Cada vez nos esforzamos más para que el visitante deje de ser un profano en el templo. Para que deje de deambular apabullado (por la incertidumbre, no por el asombro) y verdaderamente encuentre un instante de experiencia significativa en lo que le proponemos. Algunos no son parcos, afortunadamente, y dirigen fuertes invectivas contra directivos y organizadores de exposiciones. Lo cierto es que, sea cual sea la experiencia que un visitante tenga, la recepción pasiva está pasada de moda, y confiamos en que habrá quien interpele. Cambiar las preguntas que abrieron esta colaboración por otras como: “¿Por qué propusieron el tema de esta exposición?”, “¿están de acuerdo con tal o cual línea historiográfica?”, “¿por qué no incluyen arte contemporáneo?”. Son preguntas más deseables porque hablan de que se removió algo en el interior de la persona. Incluso un “¿por qué no hacen las cédulas más grandes?” nos conmociona más que “¿dónde está el baño?”, pues quiere decir que el sujeto se esforzó por leer los contenidos. Hoy por hoy, todos tenemos derecho a opinar: la apertura de las redes sociales nos ha conferido cierto poder para ello, de la misma manera tal vez en que popularización de la cámara fotográfica nos convirtió a todos en artistas potenciales. Nos gusta construir una mirada, un encuadre, en lo general, aunque hay muchos que todavía desean la conducción. No está en el visitante adquirir como por arte de magia la capacidad de aprehensión de contenidos curatoriales complejos, ni la criticidad frente a debates en materia de arte contemporáneo, ni tampoco saber de la noche a la mañana cuáles son los hitos o los highlights de una muestra temporal. Está en el personal especializado del museo entender que no todos tienen por qué contar con el mismo trasfondo de conocimiento o la misma base de apreciación. A veces leemos comentarios lapidarios pero honestos. Eso es lo que le quita poco a poco al visitante su carácter profano y lo impulsa a jalar la toga del especialista entronizado para decirle “háblame, estoy aquí”.

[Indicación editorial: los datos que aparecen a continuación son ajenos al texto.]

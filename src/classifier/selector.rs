//! Metric selectors and range selectors

use super::Classifier;
use crate::ast::Node;
use crate::definitions::ParamType;
use crate::position::DetailedPosition;
use crate::walker;

impl<'a> Classifier<'a> {
    /// The matched node is a selector or one of its parts
    pub(super) fn selector_position(
        &self,
        node: &'a Node,
        parent: Option<&'a Node>,
    ) -> Option<DetailedPosition> {
        let selector = if node.as_selector().is_some() {
            node
        } else {
            parent.filter(|p| p.as_selector().is_some())?
        };
        if self.is_function_name(selector) {
            return None;
        }
        self.resolve_selector(selector, &self.expected_types_for(selector))
    }

    /// A complete selector ending right before the cursor
    pub(super) fn touching_selector_position(&self) -> Option<DetailedPosition> {
        let selector = walker::nodes(self.query)
            .map(|(node, _)| node)
            .filter(|node| node.as_selector().is_some() && node.location.end() == self.cursor)
            .last()?;
        if self.is_function_name(selector) {
            return None;
        }
        self.resolve_selector(selector, &self.expected_types_for(selector))
    }

    /// A selector argument of `func_node` ending right before the cursor
    pub(super) fn argument_selector_position(&self, func_node: &'a Node) -> Option<DetailedPosition> {
        let func = func_node.as_function()?;
        let (index, arg) = func.args.iter().enumerate().find(|(_, arg)| {
            arg.as_selector().is_some() && arg.location.end() == self.cursor
        })?;
        if self.is_function_name(arg) {
            return None;
        }
        self.resolve_selector(arg, &self.registry.function_param_types(&func.name, index))
    }

    pub(super) fn resolve_selector(
        &self,
        node: &'a Node,
        expected: &[ParamType],
    ) -> Option<DetailedPosition> {
        let selector = node.as_selector()?;
        if let Some(range) = &selector.duration {
            let inside = self.cursor > range.open
                && range.close.map_or(true, |close| self.cursor <= close);
            return inside.then_some(DetailedPosition::InsideRangeSelector);
        }

        let can_suggest_range_selector = expected.contains(&ParamType::RangeVector);
        if let Some(map_node) = selector.label_map.as_deref() {
            let map = map_node.as_label_map()?;
            return match map.close {
                Some(close) if self.cursor == close + 1 => Some(DetailedPosition::AfterLabelSelector {
                    can_suggest_range_selector,
                    metric: selector.metric_name().map(str::to_string),
                }),
                Some(close) if self.cursor > close => None,
                _ if self.cursor > map_node.location.min => self.label_map_position(map_node),
                _ => None,
            };
        }

        let metric = selector.metric.as_deref()?;
        (self.cursor == metric.location.end()).then(|| DetailedPosition::AfterMetric {
            metric: selector.metric_name().unwrap_or_default().to_string(),
            can_suggest_range_selector,
        })
    }

    /// Expected types of `selector` when it is a direct function argument
    fn expected_types_for(&self, selector: &Node) -> Vec<ParamType> {
        let Some(func) = self.parent_of(selector).and_then(Node::as_function) else {
            return Vec::new();
        };
        func.args
            .iter()
            .position(|arg| std::ptr::eq(arg, selector))
            .map_or_else(Vec::new, |index| {
                self.registry.function_param_types(&func.name, index)
            })
    }

    /// A bare identifier naming a known function, still being typed
    pub(super) fn is_function_name(&self, node: &Node) -> bool {
        node.as_selector().is_some_and(|selector| {
            selector.label_map.is_none()
                && selector.duration.is_none()
                && selector
                    .metric_name()
                    .is_some_and(|name| self.registry.function_definition(name).is_some())
        })
    }
}
//! Label maps, label matchers and grouping label lists

use super::{text, Classifier};
use crate::ast::{Label, Literal, Node, NodeKind};
use crate::position::DetailedPosition;

impl<'a> Classifier<'a> {
    /// Unclosed `{` in the text with no label nodes at the cursor
    pub(super) fn open_brace_position(
        &self,
        open: &text::OpenConstructs,
    ) -> Option<DetailedPosition> {
        let brace = open.brace?;
        if self.in_label_tree() {
            return None;
        }
        let metric = text::metric_before_brace(self.text, brace);

        if let Some(quote) = open.string.filter(|&quote| quote > brace) {
            let label = text::trailing_matcher(&self.before[brace + 1..quote])
                .map(|(label, _)| label.to_string())
                .unwrap_or_default();
            return Some(DetailedPosition::InsideLabelValue { label, metric });
        }

        let content = &self.before[brace + 1..];
        let trimmed = content.trim_end();
        if trimmed.is_empty() || trimmed.ends_with(',') {
            return Some(DetailedPosition::label_brace(false, metric));
        }
        if let Some((label, operator)) = text::trailing_matcher(content) {
            return Some(DetailedPosition::AfterLabelOperator {
                label: label.to_string(),
                operator: operator.to_string(),
                metric,
            });
        }
        if trimmed.ends_with(['"', '\'', '`']) {
            return Some(DetailedPosition::label_brace(true, metric));
        }
        text::trailing_identifier(trimmed).map(|label| DetailedPosition::AfterLabelName {
            label: label.to_string(),
            metric,
        })
    }

    fn in_label_tree(&self) -> bool {
        let is_label = |node: &Node| matches!(node.kind, NodeKind::Label(_) | NodeKind::LabelMap(_));
        self.ctx.node().is_some_and(is_label) || self.ctx.parent().is_some_and(is_label)
    }

    pub(super) fn label_position(
        &self,
        node: &'a Node,
        parent: Option<&'a Node>,
    ) -> Option<DetailedPosition> {
        match &node.kind {
            NodeKind::LabelMap(_) => self.label_map_position(node),
            NodeKind::Label(label) => {
                Some(self.resolve_label(label, self.metric_for_label(node)))
            }
            NodeKind::Identifier(ident) => {
                let parent = parent.filter(|p| p.as_label().is_some())?;
                Some(DetailedPosition::AfterLabelName {
                    label: ident.name.clone(),
                    metric: self.metric_for_label(parent),
                })
            }
            NodeKind::Literal(Literal::String { .. }) => {
                let parent = parent?;
                let label = parent.as_label()?;
                let metric = self.metric_for_label(parent);
                if self.cursor > node.location.min {
                    Some(DetailedPosition::InsideLabelValue {
                        label: label.name().to_string(),
                        metric,
                    })
                } else {
                    Some(DetailedPosition::AfterLabelOperator {
                        label: label.name().to_string(),
                        operator: label.operator.clone().unwrap_or_default(),
                        metric,
                    })
                }
            }
            _ => None,
        }
    }

    /// Cursor between the braces of a label map
    pub(super) fn label_map_position(&self, map_node: &'a Node) -> Option<DetailedPosition> {
        let map = map_node.as_label_map()?;
        let open = map_node.location.min;
        if self.cursor <= open || map.close.is_some_and(|close| self.cursor > close) {
            return None;
        }
        let metric = self.metric_for_map(map_node);
        let trimmed = self.text[open + 1..self.cursor].trim_end();
        if trimmed.is_empty() || trimmed.ends_with(',') {
            return Some(DetailedPosition::label_brace(false, metric));
        }
        let label = map
            .args
            .iter()
            .rev()
            .find(|label| label.location.min < self.cursor)?
            .as_label()?;
        Some(self.resolve_label(label, metric))
    }

    fn resolve_label(&self, label: &Label, metric: Option<String>) -> DetailedPosition {
        let name = label.name().to_string();
        let before_operator = label
            .operator_location
            .map_or(true, |location| self.cursor <= location.min);
        let Some(operator) = label.operator.clone().filter(|_| !before_operator) else {
            return DetailedPosition::AfterLabelName { label: name, metric };
        };
        match label.value.as_deref() {
            Some(value) if self.cursor > value.location.min => match &value.kind {
                NodeKind::Literal(Literal::String {
                    terminated: false, ..
                }) => DetailedPosition::InsideLabelValue { label: name, metric },
                _ => DetailedPosition::label_brace(true, metric),
            },
            _ => DetailedPosition::AfterLabelOperator {
                label: name,
                operator,
                metric,
            },
        }
    }

    fn metric_for_label(&self, label_node: &Node) -> Option<String> {
        self.parent_of(label_node)
            .and_then(|map_node| self.metric_for_map(map_node))
    }

    fn metric_for_map(&self, map_node: &Node) -> Option<String> {
        self.parent_of(map_node)?
            .as_selector()?
            .metric_name()
            .map(str::to_string)
    }

    /// Cursor inside the parentheses of `by (...)` / `without (...)`
    pub(super) fn grouping_position(
        &self,
        node: &'a Node,
        parent: Option<&'a Node>,
    ) -> Option<DetailedPosition> {
        let grouping = node
            .as_grouping()
            .or_else(|| parent.and_then(Node::as_grouping))?;
        let open = grouping.open_paren?;
        if self.cursor <= open || grouping.close_paren.is_some_and(|close| self.cursor > close) {
            return None;
        }
        Some(DetailedPosition::InsideGrouping {
            is_complete_label: text::ends_with_complete_label(&self.text[open + 1..self.cursor]),
        })
    }
}
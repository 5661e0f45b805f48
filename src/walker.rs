//! Depth-first traversal over a parsed query
//!
//! Containers are visited before their children, and children in source
//! order (see [`Node::children`]). Every node reachable from
//! `query.expression` is yielded exactly once together with its direct
//! structural parent.

use crate::ast::{Node, Query};

/// A visited node and the container it was reached through
pub type Visit<'a> = (&'a Node, Option<&'a Node>);

/// Pre-order iterator over `(node, parent)` pairs
pub struct Nodes<'a> {
    stack: Vec<Visit<'a>>,
}

impl<'a> Iterator for Nodes<'a> {
    type Item = Visit<'a>;

    fn next(&mut self) -> Option<Self::Item> {
        let (node, parent) = self.stack.pop()?;
        // reversed so the leftmost child is popped first
        self.stack
            .extend(node.children().into_iter().rev().map(|child| (child, Some(node))));
        Some((node, parent))
    }
}

/// Iterate over every node of `query`
#[must_use]
pub fn nodes(query: &Query) -> Nodes<'_> {
    Nodes {
        stack: query.expression.iter().map(|root| (root, None)).collect(),
    }
}

/// Invoke `visit` with `(node, parent)` for every node of `query`
pub fn walk<'a>(query: &'a Query, mut visit: impl FnMut(&'a Node, Option<&'a Node>)) {
    for (node, parent) in nodes(query) {
        visit(node, parent);
    }
}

En el Museo Pedagógico de París se conserva un texto escrito por un niño de 10 años que hace la descripción de un animal, la vaca: “La vaca no come mucho, pero lo que come lo come dos veces, así que ya tiene bastante, cuando tiene hambre muge, y cuando no dice nada es que está llena de hierba por dentro. Sus patas le llegan al suelo. La vaca tiene el olfato muy desarrollado, por lo que se puede oler desde lejos, por eso es por lo que el aire del campo es tan puro” (http://www.jornada.unam.mx/2014/05/17/opinion/030o1soc). Si logramos que cada visitante pueda elaborar una interpretación personal de lo que el museo propone, tal vez la idea de que hay un sector que enuncia lo que “se debe saber y sentir” vaya quedando de lado hasta finalmente diluirse. Salida de la caverna, encuentro con la luz, pensamiento original y transformador. No es que no valoremos la experiencia adquirida y desarrollada por los académicos, todo lo contrario: mediar no es emitir un discurso que, aunque vanguardista y fundamentado, termina siendo incomprensible para muchos (los “profanos”). Mediar, labor indiscutible de todo museo, es hacer que el que viene se sienta incluido y que su participación es valiosa para construir conocimiento en conjunto.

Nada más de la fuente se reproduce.